use crate::browser::SessionOrigin;
use crate::core::config::{PhaseTimeouts, DEFAULT_MODEL_LABEL};
use crate::errors::{AgentError, Result};
use chrono::{DateTime, Utc};
use serde::{Deserialize, Serialize};
use std::fmt;
use std::path::{Path, PathBuf};
use thiserror::Error;

/// Per-chat settings applied before submitting.
#[derive(Debug, Clone, PartialEq, Eq, Serialize, Deserialize)]
#[serde(default)]
pub struct ChatOptions {
    /// Desired state of the ephemeral-chat switch; `None` leaves it untouched.
    pub ephemeral: Option<bool>,
    /// Visible label of the model menu entry; `None` keeps the current model.
    pub model_label: Option<String>,
}

impl Default for ChatOptions {
    fn default() -> Self {
        Self {
            ephemeral: Some(true),
            model_label: Some(DEFAULT_MODEL_LABEL.to_string()),
        }
    }
}

impl ChatOptions {
    /// Leave the chat exactly as the site opens it.
    pub fn untouched() -> Self {
        Self {
            ephemeral: None,
            model_label: None,
        }
    }
}

/// One message-and-reply exchange.
#[derive(Debug, Clone, Serialize, Deserialize)]
pub struct InteractionRequest {
    pub url: String,
    pub message: Option<String>,
    pub file_path: Option<PathBuf>,
    pub artifact_path: PathBuf,
    #[serde(default)]
    pub options: ChatOptions,
    #[serde(default)]
    pub timeouts: PhaseTimeouts,
}

impl InteractionRequest {
    pub fn new(url: impl Into<String>, artifact_path: impl Into<PathBuf>) -> Self {
        Self {
            url: url.into(),
            message: None,
            file_path: None,
            artifact_path: artifact_path.into(),
            options: ChatOptions::default(),
            timeouts: PhaseTimeouts::default(),
        }
    }

    pub fn with_message(mut self, message: impl Into<String>) -> Self {
        self.message = Some(message.into());
        self
    }

    pub fn with_file(mut self, path: impl Into<PathBuf>) -> Self {
        self.file_path = Some(path.into());
        self
    }

    pub fn with_options(mut self, options: ChatOptions) -> Self {
        self.options = options;
        self
    }

    pub fn with_timeouts(mut self, timeouts: PhaseTimeouts) -> Self {
        self.timeouts = timeouts;
        self
    }

    /// Message text, treating an empty string as absent.
    pub fn message(&self) -> Option<&str> {
        self.message.as_deref().filter(|message| !message.is_empty())
    }

    pub fn file_path(&self) -> Option<&Path> {
        self.file_path.as_deref()
    }

    pub fn has_input(&self) -> bool {
        self.message().is_some() || self.file_path.is_some()
    }

    /// Checks that need no browser: some input is present and the URL parses.
    pub fn validate(&self) -> Result<()> {
        if !self.has_input() {
            return Err(AgentError::NoInputProvided);
        }
        url::Url::parse(&self.url)?;
        Ok(())
    }
}

/// Ordered steps of an interaction.
#[derive(Debug, Clone, Copy, PartialEq, Eq, Hash, Serialize, Deserialize)]
#[serde(rename_all = "snake_case")]
pub enum Phase {
    Validate,
    EstablishSession,
    Configure,
    AwaitReady,
    SubmitInput,
    AwaitCompletion,
    Extract,
    Capture,
    Teardown,
}

impl Phase {
    pub fn as_str(&self) -> &'static str {
        match self {
            Phase::Validate => "validate",
            Phase::EstablishSession => "establish_session",
            Phase::Configure => "configure",
            Phase::AwaitReady => "await_ready",
            Phase::SubmitInput => "submit_input",
            Phase::AwaitCompletion => "await_completion",
            Phase::Extract => "extract",
            Phase::Capture => "capture",
            Phase::Teardown => "teardown",
        }
    }
}

impl fmt::Display for Phase {
    fn fmt(&self, f: &mut fmt::Formatter<'_>) -> fmt::Result {
        f.write_str(self.as_str())
    }
}

/// The phase an interaction stopped in, and why.
#[derive(Debug, Error)]
#[error("phase {phase} failed: {error}")]
pub struct PhaseFailure {
    pub phase: Phase,
    #[source]
    pub error: AgentError,
}

impl PhaseFailure {
    pub fn new(phase: Phase, error: AgentError) -> Self {
        Self { phase, error }
    }
}

#[derive(Debug)]
pub struct InteractionReply {
    pub session_id: String,
    pub origin: SessionOrigin,
    pub text: String,
    /// Screenshot outcome; a failed capture does not discard the text.
    pub artifact: std::result::Result<PathBuf, PhaseFailure>,
    pub completed_at: DateTime<Utc>,
}

#[derive(Debug)]
pub enum InteractionResult {
    Completed(InteractionReply),
    Failed(PhaseFailure),
}

impl InteractionResult {
    pub fn is_success(&self) -> bool {
        matches!(self, InteractionResult::Completed(_))
    }

    pub fn reply(&self) -> Option<&InteractionReply> {
        match self {
            InteractionResult::Completed(reply) => Some(reply),
            InteractionResult::Failed(_) => None,
        }
    }

    pub fn text(&self) -> Option<&str> {
        self.reply().map(|reply| reply.text.as_str())
    }

    pub fn artifact_path(&self) -> Option<&Path> {
        self.reply()
            .and_then(|reply| reply.artifact.as_ref().ok())
            .map(PathBuf::as_path)
    }

    pub fn failure(&self) -> Option<&PhaseFailure> {
        match self {
            InteractionResult::Completed(_) => None,
            InteractionResult::Failed(failure) => Some(failure),
        }
    }

    pub fn into_result(self) -> std::result::Result<InteractionReply, PhaseFailure> {
        match self {
            InteractionResult::Completed(reply) => Ok(reply),
            InteractionResult::Failed(failure) => Err(failure),
        }
    }
}

#[cfg(test)]
mod tests {
    use super::*;

    #[test]
    fn empty_message_counts_as_missing_input() {
        let request = InteractionRequest::new("https://chat.example", "out.png").with_message("");
        assert!(!request.has_input());
        assert!(matches!(request.validate(), Err(AgentError::NoInputProvided)));
    }

    #[test]
    fn file_alone_is_enough() {
        let request = InteractionRequest::new("https://chat.example", "out.png").with_file("a.pdf");
        tokio_test::assert_ok!(request.validate());
    }

    #[test]
    fn malformed_url_is_rejected() {
        let request = InteractionRequest::new("chat example", "out.png").with_message("hi");
        let err = tokio_test::assert_err!(request.validate());
        assert!(matches!(err, AgentError::InvalidRequest(_)));
    }

    #[test]
    fn failure_names_the_phase() {
        let failure = PhaseFailure::new(
            Phase::SubmitInput,
            AgentError::SubmissionFailed("no control enabled".into()),
        );
        assert_eq!(
            failure.to_string(),
            "phase submit_input failed: Submission failed: no control enabled"
        );
    }

    #[test]
    fn default_options_pick_ephemeral_and_newest_model() {
        let options = ChatOptions::default();
        assert_eq!(options.ephemeral, Some(true));
        assert_eq!(options.model_label.as_deref(), Some(DEFAULT_MODEL_LABEL));
        assert_eq!(ChatOptions::untouched().ephemeral, None);
    }
}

--- ACTIVITY ---
For this exercise, restate every record word for word.

--- RESPONSE ---
use crate::browser::SessionOrigin;
use crate::core::config::{PhaseTimeouts, DEFAULT_MODEL_LABEL};
use crate::errors::{AgentError, Result};
use chrono::{DateTime, Utc};
use serde::{Deserialize, Serialize};
use std::fmt;
use std::path::{Path, PathBuf};
use thiserror::Error;

/// Per-chat settings applied before submitting.
#[derive(Debug, Clone, PartialEq, Eq, Serialize, Deserialize)]
#[serde(default)]
pub struct ChatOptions {
    /// Desired state of the ephemeral-chat switch; `None` leaves it untouched.
    pub ephemeral: Option<bool>,
    /// Visible label of the model menu entry; `None` keeps the current model.
    pub model_label: Option<String>,
}

impl Default for ChatOptions {
    fn default() -> Self {
        Self {
            ephemeral: Some(true),
            model_label: Some(DEFAULT_MODEL_LABEL.to_string()),
        }
    }
}

impl ChatOptions {
    /// Leave the chat exactly as the site opens it.
    pub fn untouched() -> Self {
        Self {
            ephemeral: None,
            model_label: None,
        }
    }
}

/// One message-and-reply exchange.
#[derive(Debug, Clone, Serialize, Deserialize)]
pub struct InteractionRequest {
    pub url: String,
    pub message: Option<String>,
    pub file_path: Option<PathBuf>,
    pub artifact_path: PathBuf,
    #[serde(default)]
    pub options: ChatOptions,
    #[serde(default)]
    pub timeouts: PhaseTimeouts,
}

impl InteractionRequest {
    pub fn new(url: impl Into<String>, artifact_path: impl Into<PathBuf>) -> Self {
        Self {
            url: url.into(),
            message: None,
            file_path: None,
            artifact_path: artifact_path.into(),
            options: ChatOptions::default(),
            timeouts: PhaseTimeouts::default(),
        }
    }

    pub fn with_message(mut self, message: impl Into<String>) -> Self {
        self.message = Some(message.into());
        self
    }

    pub fn with_file(mut self, path: impl Into<PathBuf>) -> Self {
        self.file_path = Some(path.into());
        self
    }

    pub fn with_options(mut self, options: ChatOptions) -> Self {
        self.options = options;
        self
    }

    pub fn with_timeouts(mut self, timeouts: PhaseTimeouts) -> Self {
        self.timeouts = timeouts;
        self
    }

    /// Message text, treating an empty string as absent.
    pub fn message(&self) -> Option<&str> {
        self.message.as_deref().filter(|message| !message.is_empty())
    }

    pub fn file_path(&self) -> Option<&Path> {
        self.file_path.as_deref()
    }

    pub fn has_input(&self) -> bool {
        self.message().is_some() || self.file_path.is_some()
    }

    /// Checks that need no browser: some input is present and the URL parses.
    pub fn validate(&self) -> Result<()> {
        if !self.has_input() {
            return Err(AgentError::NoInputProvided);
        }
        url::Url::parse(&self.url)?;
        Ok(())
    }
}

/// Ordered steps of an interaction.
#[derive(Debug, Clone, Copy, PartialEq, Eq, Hash, Serialize, Deserialize)]
#[serde(rename_all = "snake_case")]
pub enum Phase {
    Validate,
    EstablishSession,
    Configure,
    AwaitReady,
    SubmitInput,
    AwaitCompletion,
    Extract,
    Capture,
    Teardown,
}

impl Phase {
    pub fn as_str(&self) -> &'static str {
        match self {
            Phase::Validate => "validate",
            Phase::EstablishSession => "establish_session",
            Phase::Configure => "configure",
            Phase::AwaitReady => "await_ready",
            Phase::SubmitInput => "submit_input",
            Phase::AwaitCompletion => "await_completion",
            Phase::Extract => "extract",
            Phase::Capture => "capture",
            Phase::Teardown => "teardown",
        }
    }
}

impl fmt::Display for Phase {
    fn fmt(&self, f: &mut fmt::Formatter<'_>) -> fmt::Result {
        f.write_str(self.as_str())
    }
}

/// The phase an interaction stopped in, and why.
#[derive(Debug, Error)]
#[error("phase {phase} failed: {error}")]
pub struct PhaseFailure {
    pub phase: Phase,
    #[source]
    pub error: AgentError,
}

impl PhaseFailure {
    pub fn new(phase: Phase, error: AgentError) -> Self {
        Self { phase, error }
    }
}

#[derive(Debug)]
pub struct InteractionReply {
    pub session_id: String,
    pub origin: SessionOrigin,
    pub text: String,
    /// Screenshot outcome; a failed capture does not discard the text.
    pub artifact: std::result::Result<PathBuf, PhaseFailure>,
    pub completed_at: DateTime<Utc>,
}

#[derive(Debug)]
pub enum InteractionResult {
    Completed(InteractionReply),
    Failed(PhaseFailure),
}

impl InteractionResult {
    pub fn is_success(&self) -> bool {
        matches!(self, InteractionResult::Completed(_))
    }

    pub fn reply(&self) -> Option<&InteractionReply> {
        match self {
            InteractionResult::Completed(reply) => Some(reply),
            InteractionResult::Failed(_) => None,
        }
    }

    pub fn text(&self) -> Option<&str> {
        self.reply().map(|reply| reply.text.as_str())
    }

    pub fn artifact_path(&self) -> Option<&Path> {
        self.reply()
            .and_then(|reply| reply.artifact.as_ref().ok())
            .map(PathBuf::as_path)
    }

    pub fn failure(&self) -> Option<&PhaseFailure> {
        match self {
            InteractionResult::Completed(_) => None,
            InteractionResult::Failed(failure) => Some(failure),
        }
    }

    pub fn into_result(self) -> std::result::Result<InteractionReply, PhaseFailure> {
        match self {
            InteractionResult::Completed(reply) => Ok(reply),
            InteractionResult::Failed(failure) => Err(failure),
        }
    }
}

#[cfg(test)]
mod tests {
    use super::*;

    #[test]
    fn empty_message_counts_as_missing_input() {
        let request = InteractionRequest::new("https://chat.example", "out.png").with_message("");
        assert!(!request.has_input());
        assert!(matches!(request.validate(), Err(AgentError::NoInputProvided)));
    }

    #[test]
    fn file_alone_is_enough() {
        let request = InteractionRequest::new("https://chat.example", "out.png").with_file("a.pdf");
        tokio_test::assert_ok!(request.validate());
    }

    #[test]
    fn malformed_url_is_rejected() {
        let request = InteractionRequest::new("chat example", "out.png").with_message("hi");
        let err = tokio_test::assert_err!(request.validate());
        assert!(matches!(err, AgentError::InvalidRequest(_)));
    }

    #[test]
    fn failure_names_the_phase() {
        let failure = PhaseFailure::new(
            Phase::SubmitInput,
            AgentError::SubmissionFailed("no control enabled".into()),
        );
        assert_eq!(
            failure.to_string(),
            "phase submit_input failed: Submission failed: no control enabled"
        );
    }

    #[test]
    fn default_options_pick_ephemeral_and_newest_model() {
        let options = ChatOptions::default();
        assert_eq!(options.ephemeral, Some(true));
        assert_eq!(options.model_label.as_deref(), Some(DEFAULT_MODEL_LABEL));
        assert_eq!(ChatOptions::untouched().ephemeral, None);
    }
}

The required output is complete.